[Saved entries]
== Segment start ==

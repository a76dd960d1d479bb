//! Reasoning phase tracking
//!
//! Classifies streamed content as thinking or answer text and aggregates the
//! stream into a [`FinalResponse`]. The transition is a pure function over an
//! explicit [`ReasoningState`] value; [`ReasoningPhaseTracker`] owns a state
//! for the stream driver.

use crate::types::{
    ChatStreamEvent, FinalResponse, FinishReason, RawDelta, ResponseMetadata, ToolCall,
    ToolCallFragment, Usage,
};
use std::collections::BTreeMap;

/// Closing tag that ends an inline reasoning block.
pub const THINK_END_MARKER: &str = "</think>";
/// Heading some vendors emit between the reasoning and the answer.
pub const RESPONSE_MARKER: &str = "###Response";

/// Which kind of text the stream is currently producing.
#[derive(Debug, Clone, Copy, Default, PartialEq, Eq)]
pub enum ReasoningPhase {
    Thinking,
    /// Initial phase: thinking only starts once reasoning text shows up.
    #[default]
    Responding,
}

/// Accumulated pieces of one tool call, keyed by index in [`ReasoningState`].
#[derive(Debug, Clone, Default, PartialEq)]
struct ToolCallAccumulator {
    id: Option<String>,
    name: Option<String>,
    arguments: String,
}

/// Per-stream tracker state.
///
/// Owned by exactly one stream. Reset to its initial values after a
/// completion; only the provider id and the skipped-fragment counter survive.
#[derive(Debug, Clone, Default, PartialEq)]
pub struct ReasoningState {
    phase: ReasoningPhase,
    thinking_buffer: String,
    last_content_fragment: String,
    // Set on the first Thinking -> Responding transition, never cleared
    // until reset.
    reasoning_closed: bool,
    text: String,
    tool_calls: BTreeMap<usize, ToolCallAccumulator>,
    usage: Option<Usage>,
    metadata: ResponseMetadata,
    skipped_tool_fragments: u64,
}

impl ReasoningState {
    /// Initial state for a stream normalized from `provider`.
    pub fn for_provider(provider: impl Into<String>) -> Self {
        Self {
            metadata: ResponseMetadata {
                provider: provider.into(),
                ..Default::default()
            },
            ..Default::default()
        }
    }

    pub fn phase(&self) -> ReasoningPhase {
        self.phase
    }

    /// All reasoning text seen since the last reset.
    pub fn thinking(&self) -> &str {
        &self.thinking_buffer
    }

    /// Answer text emitted since the last reset.
    pub fn text(&self) -> &str {
        &self.text
    }

    pub fn last_content_fragment(&self) -> &str {
        &self.last_content_fragment
    }

    /// Whether the stream already moved from thinking to the answer.
    pub fn is_reasoning_closed(&self) -> bool {
        self.reasoning_closed
    }

    /// Tool-call fragments dropped because they could not be attributed.
    pub fn skipped_tool_fragments(&self) -> u64 {
        self.skipped_tool_fragments
    }

    /// Whether anything worth reporting has been accumulated.
    pub fn has_output(&self) -> bool {
        !self.text.is_empty() || !self.thinking_buffer.is_empty() || !self.tool_calls.is_empty()
    }

    /// Build the aggregated response from the current state.
    pub fn to_response(&self, finish_reason: Option<FinishReason>) -> FinalResponse {
        FinalResponse {
            text: self.text.clone(),
            tool_calls: self
                .tool_calls
                .values()
                .filter_map(|acc| {
                    let id = acc.id.clone()?;
                    Some(ToolCall::function(
                        id,
                        acc.name.clone().unwrap_or_default(),
                        acc.arguments.clone(),
                    ))
                })
                .collect(),
            usage: self.usage.clone(),
            thinking: (!self.thinking_buffer.is_empty()).then(|| self.thinking_buffer.clone()),
            finish_reason,
            metadata: self.metadata.clone(),
        }
    }

    fn reset(self) -> Self {
        Self {
            metadata: ResponseMetadata {
                provider: self.metadata.provider,
                ..Default::default()
            },
            skipped_tool_fragments: self.skipped_tool_fragments,
            ..Default::default()
        }
    }

    fn absorb_metadata(&mut self, delta: &RawDelta) {
        if self.metadata.id.is_none() {
            self.metadata.id.clone_from(&delta.id);
        }
        if self.metadata.model.is_none() {
            self.metadata.model.clone_from(&delta.model);
        }
        if self.metadata.created.is_none()
            && let Some(ts) = delta.created
        {
            self.metadata.created = chrono::DateTime::from_timestamp(ts, 0);
        }
        if let Some(usage) = &delta.usage {
            self.usage = Some(usage.clone());
        }
    }

    /// Emit text belonging to the side of a marker that precedes it.
    fn emit_before_marker(&mut self, before: &str, events: &mut Vec<ChatStreamEvent>) {
        if before.is_empty() {
            return;
        }
        if self.phase == ReasoningPhase::Thinking {
            self.thinking_buffer.push_str(before);
            events.push(ChatStreamEvent::thinking(before));
        } else {
            self.emit_text(before, events);
        }
    }

    fn emit_text(&mut self, text: &str, events: &mut Vec<ChatStreamEvent>) {
        if text.is_empty() {
            return;
        }
        self.text.push_str(text);
        events.push(ChatStreamEvent::text(text));
    }

    fn close_reasoning(&mut self) {
        if self.phase == ReasoningPhase::Thinking {
            tracing::debug!(
                thinking_len = self.thinking_buffer.len(),
                "reasoning phase closed"
            );
        }
        self.phase = ReasoningPhase::Responding;
        self.reasoning_closed = true;
    }

    /// Resolve the fragment's id and fold it into the accumulators.
    ///
    /// Returns the fragment as it should be emitted, or `None` when it cannot
    /// be attributed to any call.
    fn accept_tool_fragment(&mut self, fragment: &ToolCallFragment) -> Option<ToolCallFragment> {
        let known_id = self
            .tool_calls
            .get(&fragment.index)
            .and_then(|acc| acc.id.clone());
        let has_function_data = fragment.name.is_some() || fragment.arguments.is_some();

        let id = match (&fragment.id, known_id) {
            (Some(id), _) => id.clone(),
            (None, Some(known)) if has_function_data => known,
            (None, known) => {
                self.skipped_tool_fragments += 1;
                tracing::warn!(
                    index = fragment.index,
                    known_index = known.is_some(),
                    "skipping incomplete tool call fragment"
                );
                return None;
            }
        };

        let acc = self.tool_calls.entry(fragment.index).or_default();
        if acc.id.is_none() {
            acc.id = Some(id.clone());
        }
        if acc.name.is_none() {
            acc.name.clone_from(&fragment.name);
        }
        if let Some(args) = &fragment.arguments {
            acc.arguments.push_str(args);
        }

        Some(ToolCallFragment {
            index: fragment.index,
            id: Some(id),
            name: fragment.name.clone(),
            arguments: fragment.arguments.clone(),
        })
    }
}

/// Locate a phase marker in `content`.
///
/// Returns `(before, after)`: the text preceding the marker within this
/// fragment and the text following it. A `###Response` heading may straddle
/// the previous fragment; then `before` is empty and the heading's head has
/// already been emitted with that fragment.
fn find_marker<'a>(previous: &str, content: &'a str) -> Option<(&'a str, &'a str)> {
    if let Some(idx) = content.find(THINK_END_MARKER) {
        return Some((&content[..idx], &content[idx + THINK_END_MARKER.len()..]));
    }

    let mut combined = String::with_capacity(previous.len() + content.len());
    combined.push_str(previous);
    combined.push_str(content);

    // Only matches that end inside the current fragment count; a marker wholly
    // inside `previous` was already handled when that fragment arrived.
    let (idx, _) = combined
        .match_indices(RESPONSE_MARKER)
        .find(|(idx, m)| idx + m.len() > previous.len())?;

    let end = idx + RESPONSE_MARKER.len() - previous.len();
    if idx >= previous.len() {
        let start = idx - previous.len();
        Some((&content[..start], &content[end..]))
    } else {
        Some(("", &content[end..]))
    }
}

/// THINKING / RESPONDING state machine.
#[derive(Debug, Clone, Default)]
pub struct ReasoningPhaseTracker {
    state: ReasoningState,
}

impl ReasoningPhaseTracker {
    pub fn new(provider: impl Into<String>) -> Self {
        Self {
            state: ReasoningState::for_provider(provider),
        }
    }

    /// Pure transition: apply one delta to `state`.
    ///
    /// Rules run in order: reasoning, content (with marker detection), tool
    /// calls, finish reason. A finish reason emits `Completion` and returns a
    /// freshly reset state.
    pub fn step(
        mut state: ReasoningState,
        delta: &RawDelta,
    ) -> (ReasoningState, Vec<ChatStreamEvent>) {
        let mut events = Vec::new();
        state.absorb_metadata(delta);

        if let Some(reasoning) = delta.reasoning_content.as_deref().filter(|s| !s.is_empty()) {
            state.thinking_buffer.push_str(reasoning);
            if state.reasoning_closed {
                tracing::debug!("reasoning after answer started; buffered without emitting");
            } else {
                if state.phase != ReasoningPhase::Thinking {
                    tracing::debug!("entering thinking phase");
                }
                state.phase = ReasoningPhase::Thinking;
                events.push(ChatStreamEvent::thinking(reasoning));
            }
        }

        if let Some(content) = delta.content.as_deref().filter(|s| !s.is_empty()) {
            match find_marker(&state.last_content_fragment, content) {
                Some((before, after)) => {
                    state.emit_before_marker(before, &mut events);
                    state.close_reasoning();
                    state.emit_text(after, &mut events);
                }
                None => {
                    if state.phase == ReasoningPhase::Thinking {
                        state.close_reasoning();
                    }
                    state.emit_text(content, &mut events);
                }
            }
            state.last_content_fragment = content.to_string();
        }

        for fragment in &delta.tool_call_fragments {
            if let Some(resolved) = state.accept_tool_fragment(fragment) {
                events.push(ChatStreamEvent::ToolCallDelta { fragment: resolved });
            }
        }

        if let Some(reason) = &delta.finish_reason {
            tracing::debug!(finish_reason = %reason, "stream finished");
            let response = state.to_response(Some(FinishReason::parse(reason)));
            events.push(ChatStreamEvent::Completion { response });
            state = state.reset();
        }

        (state, events)
    }

    /// Apply `delta` to the owned state.
    pub fn process(&mut self, delta: &RawDelta) -> Vec<ChatStreamEvent> {
        let state = std::mem::take(&mut self.state);
        let (next, events) = Self::step(state, delta);
        self.state = next;
        events
    }

    /// Completion built from whatever has accumulated, for streams that end
    /// without a finish reason. Resets the state.
    pub fn complete_without_finish_reason(&mut self) -> ChatStreamEvent {
        let response = self.state.to_response(None);
        self.state = std::mem::take(&mut self.state).reset();
        ChatStreamEvent::Completion { response }
    }

    pub fn state(&self) -> &ReasoningState {
        &self.state
    }
}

== Segment end ==

▶ [ABOUT THIS TASK] In the data above, find the line with "if let Some(args)" and the line with "a marker wholly". Retype both, plus every line between them, exactly.

▶ [ANSWER FOR THIS EXERCISE]
        if let Some(args) = &fragment.arguments {
            acc.arguments.push_str(args);
        }

        Some(ToolCallFragment {
            index: fragment.index,
            id: Some(id),
            name: fragment.name.clone(),
            arguments: fragment.arguments.clone(),
        })
    }
}

/// Locate a phase marker in `content`.
///
/// Returns `(before, after)`: the text preceding the marker within this
/// fragment and the text following it. A `###Response` heading may straddle
/// the previous fragment; then `before` is empty and the heading's head has
/// already been emitted with that fragment.
fn find_marker<'a>(previous: &str, content: &'a str) -> Option<(&'a str, &'a str)> {
    if let Some(idx) = content.find(THINK_END_MARKER) {
        return Some((&content[..idx], &content[idx + THINK_END_MARKER.len()..]));
    }

    let mut combined = String::with_capacity(previous.len() + content.len());
    combined.push_str(previous);
    combined.push_str(content);

    // Only matches that end inside the current fragment count; a marker wholly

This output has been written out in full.